Say how many lines of the material include "await". Give the number without any other text.

******

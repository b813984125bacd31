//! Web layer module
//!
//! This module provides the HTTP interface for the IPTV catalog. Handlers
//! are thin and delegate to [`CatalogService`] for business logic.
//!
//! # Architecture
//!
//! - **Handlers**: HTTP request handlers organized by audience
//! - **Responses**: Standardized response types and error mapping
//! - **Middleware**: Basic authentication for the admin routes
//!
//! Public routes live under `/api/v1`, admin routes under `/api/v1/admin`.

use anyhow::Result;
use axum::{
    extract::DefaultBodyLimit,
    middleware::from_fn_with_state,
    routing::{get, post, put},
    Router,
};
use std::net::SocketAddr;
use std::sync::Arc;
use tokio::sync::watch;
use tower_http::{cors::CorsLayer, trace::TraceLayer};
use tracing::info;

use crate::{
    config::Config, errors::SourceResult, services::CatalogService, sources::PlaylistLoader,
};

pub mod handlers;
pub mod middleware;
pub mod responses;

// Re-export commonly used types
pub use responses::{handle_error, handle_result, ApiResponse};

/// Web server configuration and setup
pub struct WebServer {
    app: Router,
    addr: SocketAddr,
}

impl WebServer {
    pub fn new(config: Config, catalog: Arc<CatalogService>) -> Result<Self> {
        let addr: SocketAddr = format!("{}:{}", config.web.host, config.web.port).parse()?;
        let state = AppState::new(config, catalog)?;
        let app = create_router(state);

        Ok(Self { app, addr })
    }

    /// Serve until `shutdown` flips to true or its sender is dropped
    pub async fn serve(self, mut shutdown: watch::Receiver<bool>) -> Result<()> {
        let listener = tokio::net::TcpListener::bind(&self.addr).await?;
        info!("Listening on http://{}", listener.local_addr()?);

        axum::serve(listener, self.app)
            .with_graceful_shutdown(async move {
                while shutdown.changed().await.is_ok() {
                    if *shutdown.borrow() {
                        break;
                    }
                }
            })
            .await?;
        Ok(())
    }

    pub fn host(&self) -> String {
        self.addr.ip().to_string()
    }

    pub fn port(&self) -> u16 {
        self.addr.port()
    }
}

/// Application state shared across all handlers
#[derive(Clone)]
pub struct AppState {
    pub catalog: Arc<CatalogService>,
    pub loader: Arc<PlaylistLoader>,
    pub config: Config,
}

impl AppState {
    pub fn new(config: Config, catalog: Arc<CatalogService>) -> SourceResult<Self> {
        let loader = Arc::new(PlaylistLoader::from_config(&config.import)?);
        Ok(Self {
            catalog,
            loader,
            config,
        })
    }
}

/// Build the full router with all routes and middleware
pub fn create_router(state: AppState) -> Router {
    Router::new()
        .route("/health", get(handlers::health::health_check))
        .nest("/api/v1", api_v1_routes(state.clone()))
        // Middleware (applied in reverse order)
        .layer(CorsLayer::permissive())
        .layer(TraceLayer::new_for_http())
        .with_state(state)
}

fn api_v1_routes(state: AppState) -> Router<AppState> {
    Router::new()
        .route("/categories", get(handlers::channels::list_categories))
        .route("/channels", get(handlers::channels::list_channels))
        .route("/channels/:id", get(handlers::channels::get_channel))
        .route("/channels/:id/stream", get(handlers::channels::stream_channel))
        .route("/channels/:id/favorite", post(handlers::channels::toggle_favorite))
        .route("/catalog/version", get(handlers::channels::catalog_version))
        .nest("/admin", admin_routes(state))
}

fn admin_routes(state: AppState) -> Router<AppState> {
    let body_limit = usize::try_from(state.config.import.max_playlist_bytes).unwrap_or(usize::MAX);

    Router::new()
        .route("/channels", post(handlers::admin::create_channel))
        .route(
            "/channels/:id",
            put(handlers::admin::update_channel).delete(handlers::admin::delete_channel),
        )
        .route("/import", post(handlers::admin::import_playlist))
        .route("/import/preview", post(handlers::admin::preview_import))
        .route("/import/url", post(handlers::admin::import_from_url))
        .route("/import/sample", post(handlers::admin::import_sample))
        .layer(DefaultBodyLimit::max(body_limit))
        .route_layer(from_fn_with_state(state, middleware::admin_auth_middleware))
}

******

- _RESPONSE BOX_
3